Kids may be safest in cars when grandma or grandpa are driving instead of mom or dad, according to study results that even made the researchers do a double-take.
"We were surprised to discover that the injury rate was considerably lower in crashes where grandparents were the drivers," said Dr. Fred Henretig, an emergency medicine specialist at Children's Hospital of Philadelphia and the study's lead author, reports Columbus Dispatch.
"Perhaps grandparents are made more nervous about the task of driving with the 'precious cargo' of their grandchildren and establish more cautious driving habits to offset these challenges," the researchers wrote.
If that's the case, figuring out what grandparents are doing right could help others protect children, Henretig and colleagues suggested.

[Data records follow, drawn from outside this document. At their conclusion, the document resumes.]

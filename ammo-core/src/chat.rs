//! Chat messages emitted by the tracker.
//!
//! Messages are plain data. Delivering them is the host's job, see
//! [`Notifier`](crate::host::Notifier).

use crate::config::TrackerConfig;
use crate::inventory::{Actor, ActorId, UserId};
use crate::record::{RecoveredAmmo, SpentAmmo};
use serde::{Deserialize, Serialize};
use std::fmt;

/// Notice whispered when a recovery finds nothing left to recover.
pub const ALREADY_RECOVERED_NOTICE: &str = "You already recovered this ammo.";

/// Notice whispered when ammo was spent but too little to get any back.
pub const NOTHING_RECOVERABLE_NOTICE: &str = "Too little ammo was spent to recover any.";

/// Who a message appears to come from.
#[derive(Debug, Clone, PartialEq, Eq, Serialize, Deserialize)]
pub enum Speaker {
    /// A fixed alias, e.g. "Ammo Tracker".
    Alias(String),
    /// An actor speaking in character.
    Actor { id: ActorId, name: String },
}

/// Who can see a message.
#[derive(Debug, Clone, PartialEq, Eq, Serialize, Deserialize)]
pub enum Audience {
    Public,
    /// Visible only to the listed users.
    Whisper(Vec<UserId>),
}

/// An interactive action attached to a message.
#[derive(Debug, Clone, PartialEq, Eq, Serialize, Deserialize)]
pub enum ChatAction {
    /// Button that recovers spent ammo for one actor.
    RecoverAmmo { actor: ActorId, label: String },
}

impl ChatAction {
    pub fn label(&self) -> &str {
        match self {
            ChatAction::RecoverAmmo { label, .. } => label,
        }
    }
}

#[derive(Debug, Clone, PartialEq, Eq, Serialize, Deserialize)]
pub struct ChatMessage {
    pub speaker: Speaker,
    pub audience: Audience,
    pub lines: Vec<String>,
    #[serde(default)]
    pub actions: Vec<ChatAction>,
}

impl ChatMessage {
    /// Message text without actions.
    pub fn content(&self) -> String {
        self.lines.join("\n")
    }

    pub fn is_whisper(&self) -> bool {
        matches!(self.audience, Audience::Whisper(_))
    }
}

impl fmt::Display for ChatMessage {
    fn fmt(&self, f: &mut fmt::Formatter<'_>) -> fmt::Result {
        let speaker = match &self.speaker {
            Speaker::Alias(alias) => alias.as_str(),
            Speaker::Actor { name, .. } => name.as_str(),
        };
        let audience = match self.audience {
            Audience::Public => "",
            Audience::Whisper(_) => " (whisper)",
        };
        writeln!(f, "[{speaker}{audience}]")?;
        for line in &self.lines {
            writeln!(f, "{line}")?;
        }
        for action in &self.actions {
            writeln!(f, "<{}>", action.label())?;
        }
        Ok(())
    }
}

/// End-of-combat summary whispered to the actor's owners.
pub fn spent_ammo_message(actor: &Actor, spent: &[SpentAmmo], config: &TrackerConfig) -> ChatMessage {
    let mut lines = Vec::with_capacity(spent.len() * 4);
    for (i, ammo) in spent.iter().enumerate() {
        if i > 0 {
            lines.push(config.divider.clone());
        }
        lines.push(format!(
            "{}: {} -> {}",
            ammo.name, ammo.start_quantity, ammo.end_quantity
        ));
        lines.push(format!("Spent: {}", ammo.spent));
        lines.push(format!("Recoverable: {}", ammo.recoverable));
    }

    ChatMessage {
        speaker: Speaker::Alias(config.speaker_alias.clone()),
        audience: Audience::Whisper(actor.owners.clone()),
        lines,
        actions: vec![ChatAction::RecoverAmmo {
            actor: actor.id,
            label: config.recover_label.clone(),
        }],
    }
}

/// Public announcement of a successful recovery, spoken by the actor.
pub fn recovery_message(actor: &Actor, recovered: &[RecoveredAmmo]) -> ChatMessage {
    let mut lines = vec![format!("{} spends a minute recovering ammo", actor.name)];
    lines.extend(
        recovered
            .iter()
            .map(|r| format!("{}x {} recovered", r.amount, r.name)),
    );

    ChatMessage {
        speaker: Speaker::Actor {
            id: actor.id,
            name: actor.name.clone(),
        },
        audience: Audience::Public,
        lines,
        actions: Vec::new(),
    }
}

/// Whisper sent when there is nothing left to recover.
pub fn already_recovered_message(actor: &Actor, config: &TrackerConfig) -> ChatMessage {
    notice(actor, config, ALREADY_RECOVERED_NOTICE)
}

/// Whisper sent when every spent stack rounds down to nothing.
pub fn nothing_recoverable_message(actor: &Actor, config: &TrackerConfig) -> ChatMessage {
    notice(actor, config, NOTHING_RECOVERABLE_NOTICE)
}

fn notice(actor: &Actor, config: &TrackerConfig, text: &str) -> ChatMessage {
    ChatMessage {
        speaker: Speaker::Alias(config.speaker_alias.clone()),
        audience: Audience::Whisper(actor.owners.clone()),
        lines: vec![text.to_string()],
        actions: Vec::new(),
    }
}
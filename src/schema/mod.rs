pub mod event;
pub mod node;
pub mod status;
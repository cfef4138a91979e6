//! WASM bindings for guild-encounter — drives the encounter from a browser host.
//!
//! The host owns the canvas, audio and the animation frame loop. It calls
//! `tick()` once per frame, forwards inputs with `Date.now()` timestamps,
//! and drains presentation events as JSON.

use wasm_bindgen::prelude::*;

use guild_encounter::core::assets::AssetGate;
use guild_encounter::core::config::EncounterConfig;
use guild_encounter::core::engine::NarrativeEngine;
use guild_encounter::core::presenter::{InputOutcome, Surface, TurnPresenter};

// ---------------------------------------------------------------------------
// Embedded encounter settings, compiled into the WASM binary
// ---------------------------------------------------------------------------
mod data {
    pub const ENCOUNTER_CONFIG: &str =
        include_str!("../../content/guild_office/encounter.ron");
}

// ---------------------------------------------------------------------------
// JSON helper types for communication across the WASM boundary
// ---------------------------------------------------------------------------
#[derive(serde::Serialize)]
struct StatusInfo {
    fatigue: i32,
    psyche: i32,
    time: i32,
    health: u32,
    max_health: u32,
    progress: f32,
    surface: &'static str,
    celebrating: bool,
}

fn surface_label(surface: Surface) -> &'static str {
    match surface {
        Surface::Idle => "idle",
        Surface::Dialogue => "dialogue",
        Surface::Cutscene => "cutscene",
        Surface::Ended(_) => "ended",
    }
}

fn outcome_label(outcome: InputOutcome) -> &'static str {
    match outcome {
        InputOutcome::Debounced => "debounced",
        InputOutcome::Ignored => "ignored",
        InputOutcome::RevealCompleted => "reveal_completed",
        InputOutcome::Advanced => "advanced",
        InputOutcome::ChoiceSelected => "choice_selected",
        InputOutcome::DialogueOpened => "dialogue_opened",
        InputOutcome::DialogueClosed => "dialogue_closed",
        InputOutcome::CutsceneStarted => "cutscene_started",
        InputOutcome::Ended(_) => "ended",
        InputOutcome::Restarted => "restarted",
    }
}

fn js_err(context: &str, e: impl std::fmt::Display) -> JsError {
    JsError::new(&format!("{context}: {e}"))
}

// ---------------------------------------------------------------------------
// Encounter: the main exported struct
// ---------------------------------------------------------------------------
#[wasm_bindgen]
pub struct Encounter {
    presenter: TurnPresenter,
    assets: AssetGate,
    started: bool,
}

#[wasm_bindgen]
impl Encounter {
    /// Create an encounter that starts once `expected_assets` have loaded
    /// (or failed), or when the asset timeout passes.
    #[wasm_bindgen(constructor)]
    pub fn new(seed: u64, expected_assets: usize) -> Result<Encounter, JsError> {
        let config = EncounterConfig::parse_ron(data::ENCOUNTER_CONFIG)
            .map_err(|e| js_err("Config parse error", e))?;
        let assets = AssetGate::new(expected_assets, config.pacing.asset_timeout_ms);

        let engine = NarrativeEngine::builder()
            .seed(seed)
            .with_config(config)
            .build()
            .map_err(|e| js_err("Engine build error", e))?;

        Ok(Encounter {
            presenter: TurnPresenter::new(engine),
            assets,
            started: false,
        })
    }

    pub fn asset_loaded(&mut self) {
        self.assets.asset_loaded();
    }

    pub fn asset_failed(&mut self, name: &str) {
        self.assets.asset_failed(name);
    }

    /// Poll the asset gate. Starts the encounter the first time it opens
    /// and returns true on that call.
    pub fn poll_assets(&mut self, now_ms: f64) -> Result<bool, JsError> {
        if !self.assets.poll(now_ms as u64) {
            return Ok(false);
        }
        self.presenter
            .start_encounter()
            .map_err(|e| js_err("Start error", e))?;
        self.started = true;
        Ok(true)
    }

    pub fn is_started(&self) -> bool {
        self.started
    }

    /// Advance one animation frame.
    pub fn tick(&mut self) -> Result<(), JsError> {
        if !self.started {
            return Ok(());
        }
        self.presenter.tick().map_err(|e| js_err("Tick error", e))
    }

    /// Space/Enter. Returns how the input was handled.
    pub fn confirm(&mut self, now_ms: f64) -> Result<String, JsError> {
        self.input(|p, now| p.submit_confirm(now), now_ms)
    }

    /// A tap or click anywhere on the canvas.
    pub fn pointer(&mut self, now_ms: f64) -> Result<String, JsError> {
        self.input(|p, now| p.submit_pointer(now), now_ms)
    }

    pub fn choose(&mut self, index: usize, now_ms: f64) -> Result<String, JsError> {
        self.input(|p, now| p.submit_choice(index, now), now_ms)
    }

    /// The player reached the desk.
    pub fn interact(&mut self, now_ms: f64) -> Result<String, JsError> {
        self.input(|p, now| p.submit_interact_trigger(now), now_ms)
    }

    pub fn restart(&mut self, now_ms: f64) -> Result<String, JsError> {
        self.input(|p, now| p.submit_restart(now), now_ms)
    }

    /// Debug jump by node id or step number.
    pub fn jump(&mut self, target: &str) -> Result<(), JsError> {
        self.presenter
            .jump_to_node(target)
            .map_err(|e| js_err("Jump error", e))
    }

    /// Return and clear queued presentation events as a JSON array.
    pub fn drain_events(&mut self) -> Result<String, JsError> {
        let events = self.presenter.drain_events();
        serde_json::to_string(&events).map_err(|e| js_err("Serialization error", e))
    }

    /// Return the meters, health, progress and surface as JSON.
    pub fn status(&self) -> Result<String, JsError> {
        let engine = self.presenter.engine();
        let snapshot = engine.status();
        let health = engine.health();
        let info = StatusInfo {
            fatigue: snapshot.fatigue,
            psyche: snapshot.psyche,
            time: snapshot.time,
            health: health.current(),
            max_health: health.max(),
            progress: engine.progress().ratio(),
            surface: surface_label(self.presenter.surface()),
            celebrating: engine.is_celebrating(),
        };
        serde_json::to_string(&info).map_err(|e| js_err("Serialization error", e))
    }

    /// Return the current choice labels, in display order, as JSON.
    pub fn choices(&self) -> Result<String, JsError> {
        let labels = self
            .presenter
            .current_turn()
            .map(|t| t.choice_labels())
            .unwrap_or_default();
        serde_json::to_string(&labels).map_err(|e| js_err("Serialization error", e))
    }

    /// The part of the current text revealed so far, markup included.
    pub fn visible_text(&self) -> String {
        self.presenter.visible_text().to_string()
    }

    pub fn cutscene_opacity(&self) -> f32 {
        self.presenter.cutscene_opacity()
    }

    pub fn interstitial_text(&self) -> Option<String> {
        self.presenter.interstitial_text().map(str::to_string)
    }
}

// Private helpers
impl Encounter {
    fn input<F>(&mut self, f: F, now_ms: f64) -> Result<String, JsError>
    where
        F: FnOnce(&mut TurnPresenter, u64) -> Result<InputOutcome, guild_encounter::core::engine::EngineError>,
    {
        if !self.started {
            return Ok(outcome_label(InputOutcome::Ignored).to_string());
        }
        let outcome = f(&mut self.presenter, now_ms as u64).map_err(|e| js_err("Input error", e))?;
        Ok(outcome_label(outcome).to_string())
    }
}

However, the study couldn't indicate who were safer drivers overall since it only included crashes without any drive-time denominator.
The analysis of the Partners for Child Passenger Safety Study examined motor vehicle crashes involving 11,859 children under age 16 from 2003 through 2007, identified by insurance claims to State Farm Mutual Automobile Insurance Company, says MedPage Today.
Northwestern University Professor Joseph Schofer, a transportation expert not involved in the research, noted that the average age of grandparents studied was 58.
"Grandparents today are not that old" and don't fit the image of an impaired older driver, he said. "None of us should represent grandparents as kind of hobbling to the car on a walker."
Grandparents did flub one safety measure. Nearly all the kids were in car seats or seat belts, but grandparents were slightly less likely to follow recommended practices, which include rear-facing backseat car seats for infants and no front-seats. But that didn't seem to affect injury rates, according to The Australian.